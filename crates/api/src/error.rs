use axum::http::StatusCode;
use axum::response::{IntoResponse, Response};
use filegate_core::error::CoreError;
use serde_json::json;

/// Application-level error type for HTTP handlers.
///
/// Wraps [`CoreError`] for domain errors and adds HTTP-specific variants.
/// Implements [`IntoResponse`] to produce consistent JSON error responses.
#[derive(Debug, thiserror::Error)]
pub enum AppError {
    /// A domain-level error from `filegate_core`.
    #[error(transparent)]
    Core(#[from] CoreError),

    /// A bad request with a human-readable message.
    #[error("Bad request: {0}")]
    BadRequest(String),
}

/// Convenience type alias for handler return values.
pub type AppResult<T> = Result<T, AppError>;

impl IntoResponse for AppError {
    fn into_response(self) -> Response {
        let (status, code, message) = match &self {
            AppError::Core(core) => match core {
                CoreError::Validation(errors) => {
                    let details: Vec<_> = errors
                        .iter()
                        .map(|e| json!({ "field": e.field, "message": e.message }))
                        .collect();
                    let body = json!({
                        "error": "Validation failed",
                        "code": "VALIDATION_ERROR",
                        "details": details,
                    });
                    return (StatusCode::UNPROCESSABLE_ENTITY, axum::Json(body)).into_response();
                }
                CoreError::UserExists => (StatusCode::CONFLICT, "USER_EXISTS", core.to_string()),
                CoreError::InvalidCredentials => (
                    StatusCode::UNAUTHORIZED,
                    "INVALID_CREDENTIALS",
                    core.to_string(),
                ),
                CoreError::Unauthorized(msg) => {
                    (StatusCode::UNAUTHORIZED, "UNAUTHORIZED", msg.clone())
                }
                CoreError::TokenExpired(msg) => {
                    (StatusCode::UNAUTHORIZED, "TOKEN_EXPIRED", msg.clone())
                }
                CoreError::Internal(msg) => {
                    tracing::error!(error = %msg, "Internal core error");
                    (
                        StatusCode::INTERNAL_SERVER_ERROR,
                        "INTERNAL_SERVER_ERROR",
                        "An internal error occurred".to_string(),
                    )
                }
            },

            AppError::BadRequest(msg) => (StatusCode::BAD_REQUEST, "BAD_REQUEST", msg.clone()),
        };

        let body = json!({
            "error": message,
            "code": code,
        });

        (status, axum::Json(body)).into_response()
    }
}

· · · · · · ·

§ **TRY IT**: Tally the lines in the records above that contain the word "self". Write the number and nothing else.

§ **RESULT**: 2